Check every line of the data below for "WorkQueue". Copy each one that has it.

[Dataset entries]
----

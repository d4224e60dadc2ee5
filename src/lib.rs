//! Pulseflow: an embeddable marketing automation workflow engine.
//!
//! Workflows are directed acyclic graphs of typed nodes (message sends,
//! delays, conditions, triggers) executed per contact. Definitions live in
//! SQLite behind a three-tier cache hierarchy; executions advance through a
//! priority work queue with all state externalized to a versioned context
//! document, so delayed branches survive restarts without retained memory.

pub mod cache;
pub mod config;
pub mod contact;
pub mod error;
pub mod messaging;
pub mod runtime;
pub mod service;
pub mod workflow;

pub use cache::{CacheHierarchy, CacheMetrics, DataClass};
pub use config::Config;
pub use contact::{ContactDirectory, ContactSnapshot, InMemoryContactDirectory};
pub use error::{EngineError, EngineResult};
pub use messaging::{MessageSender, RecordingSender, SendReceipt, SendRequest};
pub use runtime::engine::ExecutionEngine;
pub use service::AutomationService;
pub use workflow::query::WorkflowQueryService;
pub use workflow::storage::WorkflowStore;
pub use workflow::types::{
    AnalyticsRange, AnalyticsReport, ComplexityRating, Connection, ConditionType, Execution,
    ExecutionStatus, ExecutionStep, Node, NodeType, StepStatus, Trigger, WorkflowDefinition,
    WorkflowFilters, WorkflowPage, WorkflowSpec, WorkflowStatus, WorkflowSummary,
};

----

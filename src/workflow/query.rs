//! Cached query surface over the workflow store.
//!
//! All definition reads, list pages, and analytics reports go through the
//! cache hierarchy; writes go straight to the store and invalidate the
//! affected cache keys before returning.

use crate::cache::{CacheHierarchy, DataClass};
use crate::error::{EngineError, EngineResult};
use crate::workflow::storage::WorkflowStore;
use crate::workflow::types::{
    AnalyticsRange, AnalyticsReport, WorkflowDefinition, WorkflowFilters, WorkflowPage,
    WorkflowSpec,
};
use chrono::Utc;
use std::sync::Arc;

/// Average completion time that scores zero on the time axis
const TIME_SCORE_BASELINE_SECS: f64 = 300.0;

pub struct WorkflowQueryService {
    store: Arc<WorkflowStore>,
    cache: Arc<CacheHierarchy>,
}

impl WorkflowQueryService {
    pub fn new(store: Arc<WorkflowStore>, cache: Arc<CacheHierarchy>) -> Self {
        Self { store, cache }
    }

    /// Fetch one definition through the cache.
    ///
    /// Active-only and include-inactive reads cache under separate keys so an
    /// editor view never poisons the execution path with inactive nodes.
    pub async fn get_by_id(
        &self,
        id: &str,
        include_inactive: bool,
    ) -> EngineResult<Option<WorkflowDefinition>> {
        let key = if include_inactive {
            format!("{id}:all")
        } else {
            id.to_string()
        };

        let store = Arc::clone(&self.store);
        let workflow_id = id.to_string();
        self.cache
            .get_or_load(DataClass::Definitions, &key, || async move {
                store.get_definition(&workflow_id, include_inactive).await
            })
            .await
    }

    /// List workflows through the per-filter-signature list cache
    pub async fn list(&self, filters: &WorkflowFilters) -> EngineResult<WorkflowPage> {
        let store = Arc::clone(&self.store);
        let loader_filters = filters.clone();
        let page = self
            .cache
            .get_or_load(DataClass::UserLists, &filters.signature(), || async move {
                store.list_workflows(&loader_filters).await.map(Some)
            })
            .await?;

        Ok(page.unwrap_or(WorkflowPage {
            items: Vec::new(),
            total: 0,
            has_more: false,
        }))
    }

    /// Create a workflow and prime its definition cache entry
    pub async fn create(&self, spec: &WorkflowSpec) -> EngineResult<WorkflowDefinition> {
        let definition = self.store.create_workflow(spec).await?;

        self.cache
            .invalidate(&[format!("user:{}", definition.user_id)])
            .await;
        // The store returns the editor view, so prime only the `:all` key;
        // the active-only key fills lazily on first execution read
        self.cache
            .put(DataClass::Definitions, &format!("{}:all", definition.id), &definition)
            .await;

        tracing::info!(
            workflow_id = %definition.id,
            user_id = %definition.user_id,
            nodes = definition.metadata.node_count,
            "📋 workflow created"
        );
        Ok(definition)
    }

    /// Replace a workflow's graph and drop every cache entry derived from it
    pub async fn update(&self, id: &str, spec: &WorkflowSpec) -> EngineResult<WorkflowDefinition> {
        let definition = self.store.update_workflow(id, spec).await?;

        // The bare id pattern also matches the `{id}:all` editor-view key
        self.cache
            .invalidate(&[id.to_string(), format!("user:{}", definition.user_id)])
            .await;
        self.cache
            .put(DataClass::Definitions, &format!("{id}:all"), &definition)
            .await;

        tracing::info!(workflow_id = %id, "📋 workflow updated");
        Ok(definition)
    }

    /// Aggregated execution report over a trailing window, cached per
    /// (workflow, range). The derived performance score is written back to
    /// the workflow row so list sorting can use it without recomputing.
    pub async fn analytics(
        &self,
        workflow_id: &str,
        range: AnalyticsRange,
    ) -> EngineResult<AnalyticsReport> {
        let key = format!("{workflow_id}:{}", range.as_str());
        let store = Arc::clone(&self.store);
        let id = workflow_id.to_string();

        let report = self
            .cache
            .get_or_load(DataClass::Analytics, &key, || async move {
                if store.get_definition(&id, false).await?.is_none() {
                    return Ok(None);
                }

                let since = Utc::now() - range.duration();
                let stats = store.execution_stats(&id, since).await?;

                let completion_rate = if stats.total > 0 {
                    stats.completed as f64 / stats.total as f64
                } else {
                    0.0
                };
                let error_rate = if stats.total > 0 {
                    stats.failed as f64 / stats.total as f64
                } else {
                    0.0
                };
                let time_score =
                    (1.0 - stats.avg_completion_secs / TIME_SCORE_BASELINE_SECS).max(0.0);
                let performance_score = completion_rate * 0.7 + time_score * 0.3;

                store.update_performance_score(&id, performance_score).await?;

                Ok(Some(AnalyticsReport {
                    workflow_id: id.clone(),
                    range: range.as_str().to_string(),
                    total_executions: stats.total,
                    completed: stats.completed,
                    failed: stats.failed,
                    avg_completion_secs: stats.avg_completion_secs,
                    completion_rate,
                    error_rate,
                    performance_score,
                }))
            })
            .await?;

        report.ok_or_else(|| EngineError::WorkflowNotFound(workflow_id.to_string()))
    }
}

----

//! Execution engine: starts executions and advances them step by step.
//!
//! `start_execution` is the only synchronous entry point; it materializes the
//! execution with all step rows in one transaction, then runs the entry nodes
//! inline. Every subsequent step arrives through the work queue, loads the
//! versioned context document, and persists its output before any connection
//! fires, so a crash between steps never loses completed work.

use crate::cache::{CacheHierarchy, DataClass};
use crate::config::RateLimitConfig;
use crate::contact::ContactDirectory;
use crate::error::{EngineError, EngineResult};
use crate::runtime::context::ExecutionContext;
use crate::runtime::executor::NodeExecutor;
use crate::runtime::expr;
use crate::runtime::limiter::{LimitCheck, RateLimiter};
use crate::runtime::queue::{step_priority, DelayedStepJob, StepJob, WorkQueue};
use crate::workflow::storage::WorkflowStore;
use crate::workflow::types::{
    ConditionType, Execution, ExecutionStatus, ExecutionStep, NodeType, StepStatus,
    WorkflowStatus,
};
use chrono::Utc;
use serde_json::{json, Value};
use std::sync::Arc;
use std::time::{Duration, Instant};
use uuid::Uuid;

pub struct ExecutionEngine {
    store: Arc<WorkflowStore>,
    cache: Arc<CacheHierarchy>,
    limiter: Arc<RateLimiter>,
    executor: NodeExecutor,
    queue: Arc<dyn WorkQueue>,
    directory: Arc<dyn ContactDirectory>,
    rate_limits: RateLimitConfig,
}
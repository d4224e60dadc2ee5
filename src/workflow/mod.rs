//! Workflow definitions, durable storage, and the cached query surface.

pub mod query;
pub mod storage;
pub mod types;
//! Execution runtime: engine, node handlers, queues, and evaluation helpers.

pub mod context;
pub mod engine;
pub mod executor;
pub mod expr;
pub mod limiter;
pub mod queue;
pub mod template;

----

Exercise result =>
use crate::runtime::queue::{step_priority, DelayedStepJob, StepJob, WorkQueue};
    queue: Arc<dyn WorkQueue>,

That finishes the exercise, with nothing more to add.